- [Work required]: Whenever a line in this data holds the word "Some", report that line in full.
== Segment start ==
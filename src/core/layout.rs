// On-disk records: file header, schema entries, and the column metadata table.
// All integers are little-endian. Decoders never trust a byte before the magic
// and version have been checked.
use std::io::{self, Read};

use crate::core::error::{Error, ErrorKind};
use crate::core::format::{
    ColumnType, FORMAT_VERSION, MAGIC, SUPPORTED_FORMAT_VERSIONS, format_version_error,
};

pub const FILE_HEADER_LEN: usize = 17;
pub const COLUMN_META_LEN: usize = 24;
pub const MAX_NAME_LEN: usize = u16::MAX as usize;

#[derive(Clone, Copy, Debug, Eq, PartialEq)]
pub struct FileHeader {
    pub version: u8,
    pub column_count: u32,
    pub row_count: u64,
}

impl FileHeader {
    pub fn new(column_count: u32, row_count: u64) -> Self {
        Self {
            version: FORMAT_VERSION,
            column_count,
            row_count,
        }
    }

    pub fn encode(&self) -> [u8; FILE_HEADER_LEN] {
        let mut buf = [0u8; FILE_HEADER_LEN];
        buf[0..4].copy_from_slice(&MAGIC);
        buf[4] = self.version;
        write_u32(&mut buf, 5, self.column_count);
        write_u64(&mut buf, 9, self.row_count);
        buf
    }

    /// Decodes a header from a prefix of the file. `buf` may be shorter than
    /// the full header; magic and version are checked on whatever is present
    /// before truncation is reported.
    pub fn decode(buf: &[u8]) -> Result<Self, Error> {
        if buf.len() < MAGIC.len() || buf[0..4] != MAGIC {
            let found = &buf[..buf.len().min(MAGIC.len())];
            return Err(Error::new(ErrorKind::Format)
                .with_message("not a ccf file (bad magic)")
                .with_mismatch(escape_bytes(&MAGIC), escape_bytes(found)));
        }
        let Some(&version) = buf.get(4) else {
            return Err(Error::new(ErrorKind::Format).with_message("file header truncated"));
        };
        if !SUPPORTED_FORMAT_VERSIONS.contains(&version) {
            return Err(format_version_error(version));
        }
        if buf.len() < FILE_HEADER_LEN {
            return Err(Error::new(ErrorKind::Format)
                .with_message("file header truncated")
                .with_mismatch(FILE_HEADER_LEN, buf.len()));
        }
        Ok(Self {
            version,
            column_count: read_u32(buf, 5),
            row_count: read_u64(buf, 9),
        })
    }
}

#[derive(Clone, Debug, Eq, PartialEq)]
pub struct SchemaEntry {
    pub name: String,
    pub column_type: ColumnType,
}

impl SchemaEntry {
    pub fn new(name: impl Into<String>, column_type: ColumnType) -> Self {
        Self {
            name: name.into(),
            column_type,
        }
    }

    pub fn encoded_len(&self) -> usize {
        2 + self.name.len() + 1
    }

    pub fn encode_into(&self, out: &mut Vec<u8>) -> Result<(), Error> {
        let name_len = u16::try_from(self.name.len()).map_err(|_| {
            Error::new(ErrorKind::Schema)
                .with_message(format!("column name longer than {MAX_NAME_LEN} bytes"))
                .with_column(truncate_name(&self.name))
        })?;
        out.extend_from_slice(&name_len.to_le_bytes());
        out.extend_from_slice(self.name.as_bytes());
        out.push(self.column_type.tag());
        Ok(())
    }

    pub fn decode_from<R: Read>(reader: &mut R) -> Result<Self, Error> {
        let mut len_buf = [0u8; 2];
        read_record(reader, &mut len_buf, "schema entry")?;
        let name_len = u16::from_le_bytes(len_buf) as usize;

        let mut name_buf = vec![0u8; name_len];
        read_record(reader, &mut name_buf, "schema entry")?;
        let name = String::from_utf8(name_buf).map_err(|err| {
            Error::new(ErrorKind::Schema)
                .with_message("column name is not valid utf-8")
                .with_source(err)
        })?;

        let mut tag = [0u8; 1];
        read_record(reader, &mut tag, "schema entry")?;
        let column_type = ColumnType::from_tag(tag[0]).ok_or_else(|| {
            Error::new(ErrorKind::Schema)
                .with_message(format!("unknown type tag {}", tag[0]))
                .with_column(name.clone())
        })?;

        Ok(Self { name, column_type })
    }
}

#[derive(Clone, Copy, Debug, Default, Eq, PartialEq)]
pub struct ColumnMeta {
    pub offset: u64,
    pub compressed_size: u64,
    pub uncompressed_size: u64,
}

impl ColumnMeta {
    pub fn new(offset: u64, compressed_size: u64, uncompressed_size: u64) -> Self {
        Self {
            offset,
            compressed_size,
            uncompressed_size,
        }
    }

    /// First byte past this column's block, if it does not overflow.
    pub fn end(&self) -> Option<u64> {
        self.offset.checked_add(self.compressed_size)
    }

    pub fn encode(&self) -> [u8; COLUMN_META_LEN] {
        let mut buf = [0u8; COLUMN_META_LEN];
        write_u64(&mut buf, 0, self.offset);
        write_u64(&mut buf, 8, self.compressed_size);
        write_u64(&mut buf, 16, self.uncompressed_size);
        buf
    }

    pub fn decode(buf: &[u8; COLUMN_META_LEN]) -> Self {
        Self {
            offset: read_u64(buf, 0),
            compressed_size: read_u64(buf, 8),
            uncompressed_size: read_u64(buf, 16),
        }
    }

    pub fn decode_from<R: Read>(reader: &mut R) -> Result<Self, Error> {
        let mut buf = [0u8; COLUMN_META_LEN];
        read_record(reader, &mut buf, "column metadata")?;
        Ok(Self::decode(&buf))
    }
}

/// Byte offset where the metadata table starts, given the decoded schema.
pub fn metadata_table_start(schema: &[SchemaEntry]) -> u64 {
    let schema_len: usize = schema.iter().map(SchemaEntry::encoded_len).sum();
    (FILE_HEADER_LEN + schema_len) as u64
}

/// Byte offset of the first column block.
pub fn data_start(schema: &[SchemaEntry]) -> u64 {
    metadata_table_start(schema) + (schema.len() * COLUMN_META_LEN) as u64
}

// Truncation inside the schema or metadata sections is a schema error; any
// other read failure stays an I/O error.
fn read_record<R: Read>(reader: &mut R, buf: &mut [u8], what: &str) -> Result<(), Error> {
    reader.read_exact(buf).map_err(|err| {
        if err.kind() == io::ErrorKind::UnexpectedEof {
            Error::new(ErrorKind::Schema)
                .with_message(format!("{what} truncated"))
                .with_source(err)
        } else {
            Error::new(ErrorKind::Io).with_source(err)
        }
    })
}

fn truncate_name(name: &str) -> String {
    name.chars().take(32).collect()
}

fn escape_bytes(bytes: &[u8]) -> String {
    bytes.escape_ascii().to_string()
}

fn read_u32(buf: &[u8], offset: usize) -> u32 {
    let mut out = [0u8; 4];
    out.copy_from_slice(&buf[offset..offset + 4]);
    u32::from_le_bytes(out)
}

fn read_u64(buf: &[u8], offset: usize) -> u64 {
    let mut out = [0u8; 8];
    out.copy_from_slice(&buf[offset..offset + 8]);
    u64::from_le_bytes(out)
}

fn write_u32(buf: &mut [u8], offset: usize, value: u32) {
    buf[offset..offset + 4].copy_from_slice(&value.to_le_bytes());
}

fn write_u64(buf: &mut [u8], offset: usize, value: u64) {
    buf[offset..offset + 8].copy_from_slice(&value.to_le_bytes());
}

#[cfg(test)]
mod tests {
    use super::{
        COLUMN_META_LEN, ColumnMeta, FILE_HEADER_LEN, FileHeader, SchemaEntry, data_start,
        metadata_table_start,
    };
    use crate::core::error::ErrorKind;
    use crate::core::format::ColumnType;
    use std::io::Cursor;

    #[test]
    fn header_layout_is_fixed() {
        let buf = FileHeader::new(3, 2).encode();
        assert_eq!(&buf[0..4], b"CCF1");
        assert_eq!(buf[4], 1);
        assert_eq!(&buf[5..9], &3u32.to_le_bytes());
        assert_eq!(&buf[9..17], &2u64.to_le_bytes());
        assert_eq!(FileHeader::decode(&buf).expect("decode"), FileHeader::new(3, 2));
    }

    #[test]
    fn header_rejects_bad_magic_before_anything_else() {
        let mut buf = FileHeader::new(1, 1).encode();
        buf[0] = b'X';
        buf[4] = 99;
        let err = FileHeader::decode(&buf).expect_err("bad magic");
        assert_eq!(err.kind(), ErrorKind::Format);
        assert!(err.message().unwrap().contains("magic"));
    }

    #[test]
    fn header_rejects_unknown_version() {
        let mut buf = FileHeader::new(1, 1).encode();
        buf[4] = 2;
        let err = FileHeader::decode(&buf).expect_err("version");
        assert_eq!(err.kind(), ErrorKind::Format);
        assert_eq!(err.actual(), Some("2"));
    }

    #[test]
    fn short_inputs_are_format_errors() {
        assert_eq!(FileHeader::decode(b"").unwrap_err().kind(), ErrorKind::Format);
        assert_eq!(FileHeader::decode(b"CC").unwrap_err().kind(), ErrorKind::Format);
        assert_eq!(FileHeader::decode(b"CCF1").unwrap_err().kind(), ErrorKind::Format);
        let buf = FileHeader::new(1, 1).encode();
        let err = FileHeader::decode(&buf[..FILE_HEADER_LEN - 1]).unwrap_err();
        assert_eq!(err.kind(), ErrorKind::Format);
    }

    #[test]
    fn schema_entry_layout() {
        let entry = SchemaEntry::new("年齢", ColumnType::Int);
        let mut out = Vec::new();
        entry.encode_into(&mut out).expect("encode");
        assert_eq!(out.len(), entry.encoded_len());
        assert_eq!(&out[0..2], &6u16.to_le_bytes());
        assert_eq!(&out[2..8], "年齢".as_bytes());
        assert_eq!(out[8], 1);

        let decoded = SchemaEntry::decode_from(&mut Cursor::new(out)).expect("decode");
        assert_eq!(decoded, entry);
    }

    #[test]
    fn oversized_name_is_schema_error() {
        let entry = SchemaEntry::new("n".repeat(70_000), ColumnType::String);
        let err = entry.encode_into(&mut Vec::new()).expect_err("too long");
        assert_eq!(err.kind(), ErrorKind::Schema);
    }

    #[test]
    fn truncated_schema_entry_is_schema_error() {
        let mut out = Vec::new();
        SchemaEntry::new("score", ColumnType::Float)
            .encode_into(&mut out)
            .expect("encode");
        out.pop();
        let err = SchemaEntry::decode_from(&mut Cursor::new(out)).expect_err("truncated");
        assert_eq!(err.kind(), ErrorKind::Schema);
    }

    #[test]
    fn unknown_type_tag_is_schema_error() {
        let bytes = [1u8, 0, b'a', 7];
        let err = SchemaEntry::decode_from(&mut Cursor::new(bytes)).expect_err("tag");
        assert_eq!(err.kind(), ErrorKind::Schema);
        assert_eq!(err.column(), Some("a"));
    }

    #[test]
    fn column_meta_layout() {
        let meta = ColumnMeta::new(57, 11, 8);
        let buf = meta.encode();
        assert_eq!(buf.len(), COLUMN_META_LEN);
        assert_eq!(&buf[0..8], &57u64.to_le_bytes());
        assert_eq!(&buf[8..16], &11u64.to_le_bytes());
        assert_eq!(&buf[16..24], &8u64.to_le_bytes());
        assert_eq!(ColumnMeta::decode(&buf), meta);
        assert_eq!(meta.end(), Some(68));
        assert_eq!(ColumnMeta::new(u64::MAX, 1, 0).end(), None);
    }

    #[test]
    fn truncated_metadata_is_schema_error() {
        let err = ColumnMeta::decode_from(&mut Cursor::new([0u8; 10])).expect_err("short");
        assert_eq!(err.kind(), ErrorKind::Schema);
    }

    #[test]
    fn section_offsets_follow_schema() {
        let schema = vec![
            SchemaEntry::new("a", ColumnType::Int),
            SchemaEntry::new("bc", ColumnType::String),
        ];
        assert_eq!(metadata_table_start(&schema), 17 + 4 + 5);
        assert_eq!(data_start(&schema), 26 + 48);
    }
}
== Segment end ==
- [Response to the exercise]:
        let Some(&version) = buf.get(4) else {
        assert_eq!(err.actual(), Some("2"));
        assert_eq!(err.column(), Some("a"));
        assert_eq!(meta.end(), Some(68));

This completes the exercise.